The same beaming smile greeted me at the doorway of Room 405 every time I came to visit. Ceremonious exchanges of Honey Nut Cheerios I had bought from Wegmans’ and oatmeal raisin cookies she had received from her son marked the arrival of a new episode of our much-awaited soap opera. Commercial breaks signaled times for us to discuss new developments and unexpected plot twists. And when it came time to leave, her insistence that I take a tray of cookies home never faltered. Watching General Hospital on Friday afternoons with Kathleen felt like an unwavering ritual, a constant in my ever-fluctuating life.

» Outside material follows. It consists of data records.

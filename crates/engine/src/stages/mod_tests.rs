// SPDX-License-Identifier: BUSL-1.1
// Copyright (c) 2026 Alfred Jean LLC

use super::*;
use cuckoo_core::test_support;
use cuckoo_core::{Identification, PostReport};
use std::sync::atomic::{AtomicU32, Ordering};

/// Runner returning a fixed report, counting invocations, optionally slow.
struct ScriptedRunner {
    report: StageReport,
    runs: AtomicU32,
    delay: Duration,
}

impl ScriptedRunner {
    fn new(report: StageReport) -> Arc<Self> {
        Arc::new(Self {
            report,
            runs: AtomicU32::new(0),
            delay: Duration::ZERO,
        })
    }

    fn slow(report: StageReport, delay: Duration) -> Arc<Self> {
        Arc::new(Self {
            report,
            runs: AtomicU32::new(0),
            delay,
        })
    }
}

#[async_trait]
impl StageRunner for ScriptedRunner {
    async fn run(&self, _request: &StageRequest) -> Result<StageReport, Fault> {
        self.runs.fetch_add(1, Ordering::SeqCst);
        if !self.delay.is_zero() {
            tokio::time::sleep(self.delay).await;
        }
        Ok(self.report.clone())
    }
}

fn identification_report() -> StageReport {
    StageReport::Identification(Identification {
        file_type: "pe".to_string(),
        sha256: None,
        media_type: None,
    })
}

fn request(dir: &std::path::Path, stage: Stage) -> StageRequest {
    StageRequest {
        stage,
        analysis: test_support::analysis("20260801-AAAAAA"),
        task_id: None,
        task: None,
        analysis_dir: dir.to_path_buf(),
        task_dir: None,
        binary_path: None,
    }
}

fn pools_with(
    identification: Arc<dyn StageRunner>,
    settings: StageSettings,
) -> (StagePools, mpsc::Receiver<Event>) {
    let (tx, rx) = mpsc::channel(16);
    let pre = ScriptedRunner::new(identification_report());
    let post = ScriptedRunner::new(StageReport::Post(PostReport {
        score: 0,
        families: vec![],
    }));
    (
        StagePools::new(settings, identification, pre, post, tx),
        rx,
    )
}

#[tokio::test]
async fn dispatch_reports_stage_complete_and_persists_artifact() {
    let dir = tempfile::tempdir().unwrap();
    let runner = ScriptedRunner::new(identification_report());
    let (pools, mut rx) = pools_with(runner.clone(), StageSettings::default());

    pools.dispatch(request(dir.path(), Stage::Identification));

    let event = rx.recv().await.unwrap();
    let Event::StageComplete { stage, outcome, .. } = event else {
        panic!("unexpected event");
    };
    assert_eq!(stage, Stage::Identification);
    assert!(matches!(outcome, StageOutcome::Completed { .. }));
    assert!(dir.path().join("identification.json").exists());
    assert_eq!(runner.runs.load(Ordering::SeqCst), 1);
}

#[tokio::test]
async fn second_dispatch_returns_cached_artifact() {
    let dir = tempfile::tempdir().unwrap();
    let runner = ScriptedRunner::new(identification_report());
    let (pools, mut rx) = pools_with(runner.clone(), StageSettings::default());

    pools.dispatch(request(dir.path(), Stage::Identification));
    rx.recv().await.unwrap();

    pools.dispatch(request(dir.path(), Stage::Identification));
    let event = rx.recv().await.unwrap();
    let Event::StageComplete { outcome, .. } = event else {
        panic!("unexpected event");
    };
    assert!(matches!(outcome, StageOutcome::Completed { .. }));
    // Computed once; the second run came from the artifact.
    assert_eq!(runner.runs.load(Ordering::SeqCst), 1);
}

#[tokio::test]
async fn stage_timeout_fails_with_stage_timeout_kind() {
    let dir = tempfile::tempdir().unwrap();
    let runner = ScriptedRunner::slow(identification_report(), Duration::from_secs(60));
    let settings = StageSettings {
        identification_timeout: Duration::from_millis(50),
        ..StageSettings::default()
    };
    let (pools, mut rx) = pools_with(runner, settings);

    pools.dispatch(request(dir.path(), Stage::Identification));

    let event = rx.recv().await.unwrap();
    let Event::StageComplete { outcome, .. } = event else {
        panic!("unexpected event");
    };
    let StageOutcome::Failed { fault } = outcome else {
        panic!("expected failure");
    };
    assert_eq!(fault.kind, ErrorKind::StageTimeout);
    assert!(!dir.path().join("identification.json").exists());
}

#[tokio::test]
async fn pool_bounds_concurrency() {
    let dir = tempfile::tempdir().unwrap();
    let runner = ScriptedRunner::slow(identification_report(), Duration::from_millis(100));
    let settings = StageSettings {
        identification_workers: 1,
        ..StageSettings::default()
    };
    let (pools, mut rx) = pools_with(runner.clone(), settings);

    // Two jobs against one worker: both finish, strictly serialized.
    // Distinct directories so artifact caching does not short-circuit.
    let dir_b = tempfile::tempdir().unwrap();
    let start = std::time::Instant::now();
    pools.dispatch(request(dir.path(), Stage::Identification));
    pools.dispatch(request(dir_b.path(), Stage::Identification));
    rx.recv().await.unwrap();
    rx.recv().await.unwrap();

    assert!(start.elapsed() >= Duration::from_millis(200));
    assert_eq!(runner.runs.load(Ordering::SeqCst), 2);
}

But as all things do, this custom suddenly came to a close. When I learned of Kathleen’s passing, I couldn’t believe it. How could somebody who had seemed so lively just a few days ago be gone? On the subsequent visit to the hospice, I peered my head into her room, hoping to hear the crunching of Cheerios or the gasps of shock beneath the sounds of the TV. This time, however, I was greeted with an empty bed.
Death is inevitable for all of us, no matter our circumstances. Such a notion is frightening: as a society, we have become accustomed to the infallibility of medicine and the miracles that science brings. Society has painted death as a finality, a Grim Reaper who snatches away life, leaving behind only a soulless corpse. Therefore, when our loved ones fall ill, we place unimaginable effort on trying multiple treatments and procedures. However, the time Kathleen and I spent together has made me rethink the idea of death as an ultimate state. On Kathleen’s windowsill sat dozens of colorful cards written by friends and family. After every episode of General Hospital, Kathleen would turn to a card and flip through it, saying the person’s name. Each card evoked different stories of her past, from meeting Albert Einstein in her mother’s café to tricking her sister into believing that a drawbridge had been moved down the river. Every memory brought an unforgettable smile to her eyes as she recalled memories of loved ones.
At the end of life, medicine can only do so much. There comes a point when the additional benefit gained from another treatment might not be worth the added pain. At this point, instead of experimenting with new medications, it becomes more important to spend time sharing memories with others. Through these shared experiences, people can live on. Hospice care has helped shape my ambitions of pursuing a career in health care: it has shown me that I want to devote my life as a physician to keeping my patients alive through their memories, both in life and in death.
As my volunteer coordinator mentioned in his email, Kathleen passed away peacefully. But in my eyes, she still lives on in everybody she met. I am humbled to have met Kathleen and others through hospice care, as a part of each of them still lives on through me.